Journal of Cutaneous Medicine and Surgery ◽

10.2310/7750.2009.08094 ◽

2010 ◽

Vol 14 (2) ◽

pp. 95-99 ◽

Cited By ~ 2

Author(s):

Mélissa Saber ◽

Caroline Bourassa-Fulop ◽

Danielle Bouffard ◽

Nathalie Provost

Keyword(s):

Case Report ◽

Erythema Nodosum ◽

Term Treatment ◽

Response To Treatment ◽

Cutaneous Lesions ◽

Erythema Nodosum Leprosum ◽

Long Term Treatment ◽

The Face ◽

Systemic Symptoms

Background: Erythema nodosum leprosum (ENL) is a disease rarely encountered in Canada. It is characterized by multiple remissions and recurrences, often requires long-term treatment, and can result in debilitating sequelae. Objective: To promote rapid recognition and adequate therapy for ENL. Methods: Case report of a 39-year-old man diagnosed with an ENL. The clinical and histopathologic features, treatment provided, and response to treatment are detailed in this article.

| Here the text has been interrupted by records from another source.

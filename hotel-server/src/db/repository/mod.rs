//! Repository Module
//!
//! CRUD over the SQLite tables, one module of free functions per entity.
//! Integrity errors raised by SQLite are classified into [`RepoError`]
//! variants; nothing is retried.

// Staff
pub mod employee;

// Guests
pub mod guest;

// Rooms
pub mod room;
pub mod room_type;

// Bookings
pub mod booking;
pub mod guest_service;
pub mod payment;

// Catalog
pub mod service;

use sqlx::error::ErrorKind;
use thiserror::Error;

/// Repository error types
#[derive(Debug, Error)]
pub enum RepoError {
    #[error("Not found: {0}")]
    NotFound(String),

    /// Unique constraint violated
    #[error("Duplicate: {0}")]
    Duplicate(String),

    /// Delete blocked by rows that still reference this one
    #[error("Protected: {0}")]
    Protected(String),

    /// Foreign key points to a missing row
    #[error("Invalid reference: {0}")]
    InvalidReference(String),

    /// NOT NULL constraint violated
    #[error("Required: {0}")]
    Required(String),

    /// CHECK constraint violated or field-level validation failed
    #[error("Validation error: {0}")]
    Validation(String),

    #[error("Database error: {0}")]
    Database(String),
}

/// SQLite extended code raised by `ON DELETE RESTRICT` actions
const SQLITE_CONSTRAINT_TRIGGER: &str = "1811";

const FOREIGN_KEY_FAILED: &str = "FOREIGN KEY constraint failed";

impl From<sqlx::Error> for RepoError {
    fn from(err: sqlx::Error) -> Self {
        if let Some(db_err) = err.as_database_error() {
            let message = db_err.message().to_string();
            return match db_err.kind() {
                ErrorKind::UniqueViolation => RepoError::Duplicate(message),
                ErrorKind::ForeignKeyViolation => RepoError::InvalidReference(message),
                ErrorKind::NotNullViolation => RepoError::Required(message),
                ErrorKind::CheckViolation => RepoError::Validation(message),
                _ if db_err.code().as_deref() == Some(SQLITE_CONSTRAINT_TRIGGER)
                    && message.contains(FOREIGN_KEY_FAILED) =>
                {
                    RepoError::InvalidReference(message)
                }
                _ => RepoError::Database(message),
            };
        }
        match err {
            sqlx::Error::RowNotFound => RepoError::NotFound("Row not found".into()),
            // Values rejected while binding, e.g. money over column precision
            sqlx::Error::Encode(e) => RepoError::Validation(e.to_string()),
            other => RepoError::Database(other.to_string()),
        }
    }
}

impl RepoError {
    /// Reinterpret a foreign-key failure raised by a DELETE as a protected row
    pub(crate) fn on_delete(self, what: impl FnOnce() -> String) -> Self {
        match self {
            RepoError::InvalidReference(_) => RepoError::Protected(what()),
            other => other,
        }
    }
}

/// Result type for repository operations
pub type RepoResult<T> = Result<T, RepoError>;
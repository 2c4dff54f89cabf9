//! Room Model

use serde::{Deserialize, Serialize};
use std::fmt;

/// Operational room status
///
/// Set by staff; never derived from bookings.
#[derive(Debug, Clone, Copy, PartialEq, Eq, Hash, Default, Serialize, Deserialize)]
#[serde(rename_all = "snake_case")]
#[cfg_attr(feature = "db", derive(sqlx::Type))]
#[cfg_attr(feature = "db", sqlx(rename_all = "snake_case"))]
pub enum RoomStatus {
    #[default]
    Available,
    Occupied,
    Maintenance,
    Cleaning,
}

impl RoomStatus {
    pub const ALL: [RoomStatus; 4] = [
        Self::Available,
        Self::Occupied,
        Self::Maintenance,
        Self::Cleaning,
    ];

    pub fn as_str(&self) -> &'static str {
        match self {
            Self::Available => "available",
            Self::Occupied => "occupied",
            Self::Maintenance => "maintenance",
            Self::Cleaning => "cleaning",
        }
    }

    pub fn label(&self) -> &'static str {
        match self {
            Self::Available => "Available",
            Self::Occupied => "Occupied",
            Self::Maintenance => "Under maintenance",
            Self::Cleaning => "Being cleaned",
        }
    }
}

impl fmt::Display for RoomStatus {
    fn fmt(&self, f: &mut fmt::Formatter<'_>) -> fmt::Result {
        f.write_str(self.as_str())
    }
}

/// Room entity, joined with its room type name for display
#[derive(Debug, Clone, Serialize, Deserialize)]
#[cfg_attr(feature = "db", derive(sqlx::FromRow))]
pub struct Room {
    pub id: i64,
    /// Unique across all rooms
    pub room_number: String,
    pub room_type_id: i64,
    pub room_type_name: String,
    pub floor: i32,
    pub status: RoomStatus,
}

impl fmt::Display for Room {
    fn fmt(&self, f: &mut fmt::Formatter<'_>) -> fmt::Result {
        write!(f, "№{} ({})", self.room_number, self.room_type_name)
    }
}

/// Create room payload
#[derive(Debug, Clone, Serialize, Deserialize)]
pub struct RoomCreate {
    pub room_number: String,
    pub room_type_id: i64,
    pub floor: i32,
    #[serde(default)]
    pub status: Option<RoomStatus>,
}

/// Update room payload
#[derive(Debug, Clone, Default, Serialize, Deserialize)]
pub struct RoomUpdate {
    #[serde(skip_serializing_if = "Option::is_none")]
    pub room_number: Option<String>,
    #[serde(skip_serializing_if = "Option::is_none")]
    pub room_type_id: Option<i64>,
    #[serde(skip_serializing_if = "Option::is_none")]
    pub floor: Option<i32>,
    #[serde(skip_serializing_if = "Option::is_none")]
    pub status: Option<RoomStatus>,
}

Results: ENL presented itself as painful cutaneous lesions on the face and limbs, bilateral paresthesia of the fourth and fifth fingers, and systemic symptoms. Prednisone 40 mg daily for a week and then 60 mg daily for another week reduced the lesions by 80% and the pain by 50%. Although prednisone 60 mg daily was continued for one more week and then stopped, thalidomide was started at a dose of 300 mg daily for 4 weeks and then reduced gradually, which led to complete resolution. Conclusion: At the 7½-month follow-up, the patient remained completely asymptomatic.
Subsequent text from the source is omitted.